(Saved entries)
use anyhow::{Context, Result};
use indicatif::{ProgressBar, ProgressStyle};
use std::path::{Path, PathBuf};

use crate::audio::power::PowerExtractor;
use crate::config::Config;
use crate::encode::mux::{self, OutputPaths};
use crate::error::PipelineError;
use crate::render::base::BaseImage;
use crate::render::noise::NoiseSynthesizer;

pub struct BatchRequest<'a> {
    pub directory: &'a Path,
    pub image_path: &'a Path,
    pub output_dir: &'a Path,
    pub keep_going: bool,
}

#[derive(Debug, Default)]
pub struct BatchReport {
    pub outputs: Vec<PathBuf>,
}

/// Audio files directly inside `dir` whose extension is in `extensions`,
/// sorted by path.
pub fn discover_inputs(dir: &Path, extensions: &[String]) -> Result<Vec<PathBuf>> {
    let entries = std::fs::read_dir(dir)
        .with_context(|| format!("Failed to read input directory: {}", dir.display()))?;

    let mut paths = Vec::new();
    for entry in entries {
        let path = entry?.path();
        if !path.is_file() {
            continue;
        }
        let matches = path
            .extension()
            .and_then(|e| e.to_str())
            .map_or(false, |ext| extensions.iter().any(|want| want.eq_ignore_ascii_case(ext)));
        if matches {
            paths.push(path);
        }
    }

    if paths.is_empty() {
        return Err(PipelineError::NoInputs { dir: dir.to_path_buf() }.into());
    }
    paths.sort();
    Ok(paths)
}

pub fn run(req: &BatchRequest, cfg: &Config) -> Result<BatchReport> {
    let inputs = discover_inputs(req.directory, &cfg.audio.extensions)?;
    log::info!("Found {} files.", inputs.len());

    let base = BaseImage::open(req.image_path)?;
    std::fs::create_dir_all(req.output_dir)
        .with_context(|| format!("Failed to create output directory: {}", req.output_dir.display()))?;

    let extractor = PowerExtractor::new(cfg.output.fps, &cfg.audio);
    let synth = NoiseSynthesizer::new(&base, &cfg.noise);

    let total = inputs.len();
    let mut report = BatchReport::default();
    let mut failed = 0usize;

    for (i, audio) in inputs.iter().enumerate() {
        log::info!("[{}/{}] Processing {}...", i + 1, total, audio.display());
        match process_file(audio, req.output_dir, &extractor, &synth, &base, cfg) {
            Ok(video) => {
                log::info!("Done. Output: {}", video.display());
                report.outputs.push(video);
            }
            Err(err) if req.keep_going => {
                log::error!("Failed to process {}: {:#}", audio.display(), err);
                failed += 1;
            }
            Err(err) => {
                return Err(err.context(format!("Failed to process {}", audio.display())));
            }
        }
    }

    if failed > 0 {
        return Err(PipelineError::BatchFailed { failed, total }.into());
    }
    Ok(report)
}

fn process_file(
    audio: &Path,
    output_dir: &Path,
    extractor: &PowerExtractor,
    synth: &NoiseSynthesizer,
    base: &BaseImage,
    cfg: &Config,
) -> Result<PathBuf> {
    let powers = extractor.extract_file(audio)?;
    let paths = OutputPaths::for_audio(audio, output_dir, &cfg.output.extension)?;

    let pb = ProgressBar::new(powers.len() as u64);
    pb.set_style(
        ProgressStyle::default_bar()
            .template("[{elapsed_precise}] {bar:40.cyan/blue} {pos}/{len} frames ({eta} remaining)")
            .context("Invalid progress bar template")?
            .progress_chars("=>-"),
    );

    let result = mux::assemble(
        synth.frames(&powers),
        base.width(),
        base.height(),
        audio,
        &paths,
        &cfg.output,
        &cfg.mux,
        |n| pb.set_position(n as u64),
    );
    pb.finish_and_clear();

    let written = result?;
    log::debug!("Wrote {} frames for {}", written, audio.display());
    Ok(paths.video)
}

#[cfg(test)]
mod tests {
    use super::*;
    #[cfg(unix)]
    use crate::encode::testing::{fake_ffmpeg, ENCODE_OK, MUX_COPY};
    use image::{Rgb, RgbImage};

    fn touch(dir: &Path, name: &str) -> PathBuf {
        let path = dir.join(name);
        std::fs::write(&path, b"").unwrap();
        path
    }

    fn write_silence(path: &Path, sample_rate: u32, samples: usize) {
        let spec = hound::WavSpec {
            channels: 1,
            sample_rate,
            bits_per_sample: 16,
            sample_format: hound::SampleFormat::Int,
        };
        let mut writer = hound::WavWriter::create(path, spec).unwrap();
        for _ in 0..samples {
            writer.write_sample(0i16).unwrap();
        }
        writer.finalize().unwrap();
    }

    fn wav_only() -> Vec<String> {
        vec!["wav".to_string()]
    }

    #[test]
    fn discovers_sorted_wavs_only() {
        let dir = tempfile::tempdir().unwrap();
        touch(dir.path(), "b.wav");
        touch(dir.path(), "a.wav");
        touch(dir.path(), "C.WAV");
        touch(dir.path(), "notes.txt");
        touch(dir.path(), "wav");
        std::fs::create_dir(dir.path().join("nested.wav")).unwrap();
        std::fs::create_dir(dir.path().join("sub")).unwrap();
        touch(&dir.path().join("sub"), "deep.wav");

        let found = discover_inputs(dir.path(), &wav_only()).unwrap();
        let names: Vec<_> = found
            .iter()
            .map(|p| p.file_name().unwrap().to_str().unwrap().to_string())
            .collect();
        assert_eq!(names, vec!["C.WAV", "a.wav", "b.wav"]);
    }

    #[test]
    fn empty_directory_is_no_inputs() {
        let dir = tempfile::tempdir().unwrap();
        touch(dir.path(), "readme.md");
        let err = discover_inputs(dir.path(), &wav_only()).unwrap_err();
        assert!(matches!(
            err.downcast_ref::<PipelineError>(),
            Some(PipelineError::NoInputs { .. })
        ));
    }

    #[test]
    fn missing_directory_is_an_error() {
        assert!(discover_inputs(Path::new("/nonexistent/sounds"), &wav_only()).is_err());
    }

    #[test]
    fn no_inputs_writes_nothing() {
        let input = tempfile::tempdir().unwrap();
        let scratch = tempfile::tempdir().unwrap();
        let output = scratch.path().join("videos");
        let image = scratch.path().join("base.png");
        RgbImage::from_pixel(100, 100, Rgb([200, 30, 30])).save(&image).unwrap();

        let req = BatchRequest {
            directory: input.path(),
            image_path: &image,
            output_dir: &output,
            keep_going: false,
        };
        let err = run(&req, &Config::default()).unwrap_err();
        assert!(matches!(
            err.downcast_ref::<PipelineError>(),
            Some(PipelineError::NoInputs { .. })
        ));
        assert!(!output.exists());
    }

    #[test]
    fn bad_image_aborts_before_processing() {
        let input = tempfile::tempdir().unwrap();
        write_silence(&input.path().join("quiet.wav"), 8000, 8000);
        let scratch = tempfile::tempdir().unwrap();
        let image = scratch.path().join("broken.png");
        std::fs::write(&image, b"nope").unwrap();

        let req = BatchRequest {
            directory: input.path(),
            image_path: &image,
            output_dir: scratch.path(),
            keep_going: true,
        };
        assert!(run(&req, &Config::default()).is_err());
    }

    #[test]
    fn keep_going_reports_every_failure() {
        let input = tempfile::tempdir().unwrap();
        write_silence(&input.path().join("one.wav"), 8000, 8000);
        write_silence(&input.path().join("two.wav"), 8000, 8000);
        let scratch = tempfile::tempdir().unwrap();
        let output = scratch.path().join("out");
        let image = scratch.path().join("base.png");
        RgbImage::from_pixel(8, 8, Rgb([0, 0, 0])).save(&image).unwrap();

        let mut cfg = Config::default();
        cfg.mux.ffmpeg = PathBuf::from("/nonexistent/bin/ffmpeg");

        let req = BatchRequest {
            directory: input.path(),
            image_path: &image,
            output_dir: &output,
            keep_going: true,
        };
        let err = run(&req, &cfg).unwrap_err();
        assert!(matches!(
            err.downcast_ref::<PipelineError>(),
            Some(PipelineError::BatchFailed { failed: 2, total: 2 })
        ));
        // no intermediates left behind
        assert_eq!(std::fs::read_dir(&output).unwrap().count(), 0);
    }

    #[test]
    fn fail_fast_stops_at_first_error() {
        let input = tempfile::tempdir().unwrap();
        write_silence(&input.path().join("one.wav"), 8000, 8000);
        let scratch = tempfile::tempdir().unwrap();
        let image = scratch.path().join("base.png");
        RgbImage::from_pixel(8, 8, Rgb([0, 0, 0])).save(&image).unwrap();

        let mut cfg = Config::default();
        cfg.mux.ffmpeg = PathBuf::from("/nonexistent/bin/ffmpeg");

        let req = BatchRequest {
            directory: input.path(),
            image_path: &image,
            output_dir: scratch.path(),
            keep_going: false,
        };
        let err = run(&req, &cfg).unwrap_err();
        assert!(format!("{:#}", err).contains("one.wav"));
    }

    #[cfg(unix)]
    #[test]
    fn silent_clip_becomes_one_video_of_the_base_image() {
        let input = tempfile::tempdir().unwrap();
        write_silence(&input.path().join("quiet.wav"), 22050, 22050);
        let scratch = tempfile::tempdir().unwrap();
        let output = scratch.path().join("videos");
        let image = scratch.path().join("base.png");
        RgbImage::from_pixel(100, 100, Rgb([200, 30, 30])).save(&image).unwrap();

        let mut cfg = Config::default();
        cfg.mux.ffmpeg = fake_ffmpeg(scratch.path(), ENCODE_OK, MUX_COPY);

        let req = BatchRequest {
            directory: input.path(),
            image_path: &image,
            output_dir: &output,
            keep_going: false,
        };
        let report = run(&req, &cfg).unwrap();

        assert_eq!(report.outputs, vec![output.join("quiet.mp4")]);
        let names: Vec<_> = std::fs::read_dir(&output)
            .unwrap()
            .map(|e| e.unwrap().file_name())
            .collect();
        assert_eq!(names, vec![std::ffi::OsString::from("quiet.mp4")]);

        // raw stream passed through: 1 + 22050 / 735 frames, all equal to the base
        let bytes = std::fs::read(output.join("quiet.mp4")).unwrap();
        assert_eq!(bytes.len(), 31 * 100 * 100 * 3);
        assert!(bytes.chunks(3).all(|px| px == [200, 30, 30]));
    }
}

> **Exercise**: Using the records, work out how many lines include "crate", and reply with that number alone.

> **Answer for the task**: 7